Governo, quanto manca alla vetta?
Essere o non essere giunti alla vetta, questo è il dilemma. O, forse, dovremmo dire che la questione vera è un’altra: essere o non essere all’altezza. Il Paese sta soffrendo molto e non da ieri o l’altro ieri.
Per un momento abbiamo pensato e sperato tutti che la pandemia potesse costituire il movente giusto per scrivere una pagina nuova per gli italiani, per gettare almeno le premesse del cambiamento da più parti auspicato, anche se soprattutto a parole.
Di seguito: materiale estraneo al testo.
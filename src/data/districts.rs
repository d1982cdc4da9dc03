use crate::data::gpkg;
use crate::error::{DataError, DataResult};
use geo::{
    coord, Area, BoundingRect, Centroid, Contains, Geometry, InteriorPoint, MultiPolygon, Point, Rect,
};
use geojson::GeoJson;
use std::path::Path;

/// Property / column holding the district name in both geometry formats
pub const NAME_PROPERTY: &str = "distrito";

/// Smallest rectangle covering both
fn merge(a: Rect<f64>, b: Rect<f64>) -> Rect<f64> {
    Rect::new(
        coord! { x: a.min().x.min(b.min().x), y: a.min().y.min(b.min().y) },
        coord! { x: a.max().x.max(b.max().x), y: a.max().y.max(b.max().y) },
    )
}

/// One administrative district polygon
#[derive(Clone, Debug)]
pub struct District {
    pub name: String,
    pub shape: MultiPolygon<f64>,
    bounds: Rect<f64>,
}

impl District {
    /// `None` when the shape has no coordinates to bound
    pub fn new(name: impl Into<String>, shape: MultiPolygon<f64>) -> Option<Self> {
        let bounds = shape.bounding_rect()?;
        Some(Self {
            name: name.into(),
            shape,
            bounds,
        })
    }

    pub fn bounds(&self) -> Rect<f64> {
        self.bounds
    }

    pub fn contains(&self, lon: f64, lat: f64) -> bool {
        self.shape.contains(&Point::new(lon, lat))
    }

    /// Label anchor: an interior point of the largest polygon
    pub fn label_point(&self) -> (f64, f64) {
        self.shape
            .0
            .iter()
            .max_by(|a, b| a.unsigned_area().total_cmp(&b.unsigned_area()))
            .and_then(|polygon| polygon.interior_point().or_else(|| polygon.centroid()))
            .map(|point| (point.x(), point.y()))
            .unwrap_or_else(|| {
                let center = self.bounds.center();
                (center.x, center.y)
            })
    }
}

/// All district geometries, in source order
#[derive(Clone, Debug, Default)]
pub struct DistrictLayer {
    districts: Vec<District>,
}

impl DistrictLayer {
    pub fn new(districts: Vec<District>) -> Self {
        Self { districts }
    }

    /// Read a GeoJSON FeatureCollection (or single Feature) whose features
    /// carry a `distrito` property and polygonal geometry
    pub fn from_geojson(text: &str) -> DataResult<Self> {
        let geojson: GeoJson = text.parse()?;
        let features = match geojson {
            GeoJson::FeatureCollection(fc) => fc.features,
            GeoJson::Feature(f) => vec![f],
            GeoJson::Geometry(_) => {
                return Err(DataError::Geometry(
                    "bare geometry has no district name; expected features".into(),
                ))
            }
        };

        let mut districts = Vec::with_capacity(features.len());
        for (index, mut feature) in features.into_iter().enumerate() {
            let name = feature
                .property(NAME_PROPERTY)
                .and_then(|v| v.as_str())
                .map(str::to_owned)
                .ok_or(DataError::MissingProperty {
                    index,
                    property: NAME_PROPERTY,
                })?;

            let shape = match feature.geometry.take().map(Geometry::<f64>::try_from).transpose()? {
                Some(Geometry::Polygon(polygon)) => MultiPolygon::new(vec![polygon]),
                Some(Geometry::MultiPolygon(shape)) => shape,
                _ => {
                    tracing::warn!(district = %name, "skipping feature without polygon geometry");
                    continue;
                }
            };
            match District::new(name, shape) {
                Some(district) => districts.push(district),
                None => tracing::warn!(index, "skipping feature with empty polygon"),
            }
        }

        tracing::debug!(districts = districts.len(), "parsed GeoJSON districts");
        Ok(Self::new(districts))
    }

    /// Read the first feature table of a GeoPackage file
    pub fn from_geopackage(path: &Path) -> DataResult<Self> {
        gpkg::read_districts(path).map(Self::new)
    }

    pub fn districts(&self) -> &[District] {
        &self.districts
    }

    pub fn len(&self) -> usize {
        self.districts.len()
    }

    pub fn is_empty(&self) -> bool {
        self.districts.is_empty()
    }

    pub fn names(&self) -> impl Iterator<Item = &str> {
        self.districts.iter().map(|d| d.name.as_str())
    }

    /// Extent of every district; `None` for an empty layer
    pub fn bounds(&self) -> Option<Rect<f64>> {
        self.districts.iter().map(District::bounds).reduce(merge)
    }
}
Speranza infranta? Occasione persa? Non griderei alla disfatta.
Vero è che questo Governo sembra essere giunto al capolinea. È entrato in crisi semplicemente perché ha esaurito la sua funzione: accompagnare il Paese nella prima fase, quella del contenimento del virus. In un modo o nell’altro, con passi buoni e altri incerti, ha assolto un compito assolutamente non facile.
Adesso, però, siamo entrati in un’altra fase, altrettanto delicata, ma differente.
Il Governo in carica sta dimostrando, con ritardi e divisioni visibili a tutti, di non essere all’altezza del compito. Il riferimento non è alla competenza, anche se questa è da considerarsi sempre elemento primario quando si svolge un lavoro, qualsiasi esso sia.
Essere all’altezza ha oggi un significato che va oltre: significa la capacità di comprendere l’esatto stato o pantano in cui si trova il Paese. Raggiungere la vetta dà la possibilità di guardare la realtà circostante in modo più ampio, ma il Governo in carica non l’ha ancora raggiunta e non importa quanto manchi per raggiungerla. L’attesa è finita. Il tempo è scaduto.
I ritardi e le divisioni ci dicono che questo Governo non ha compreso affatto che il Paese sta morendo e pertanto non è all’altezza di traghettarlo verso la rinascita.
Un Governo di unità nazionale potrebbe essere l’alternativa? Magari a guida Draghi? Sì, io lo credo possibile e necessario.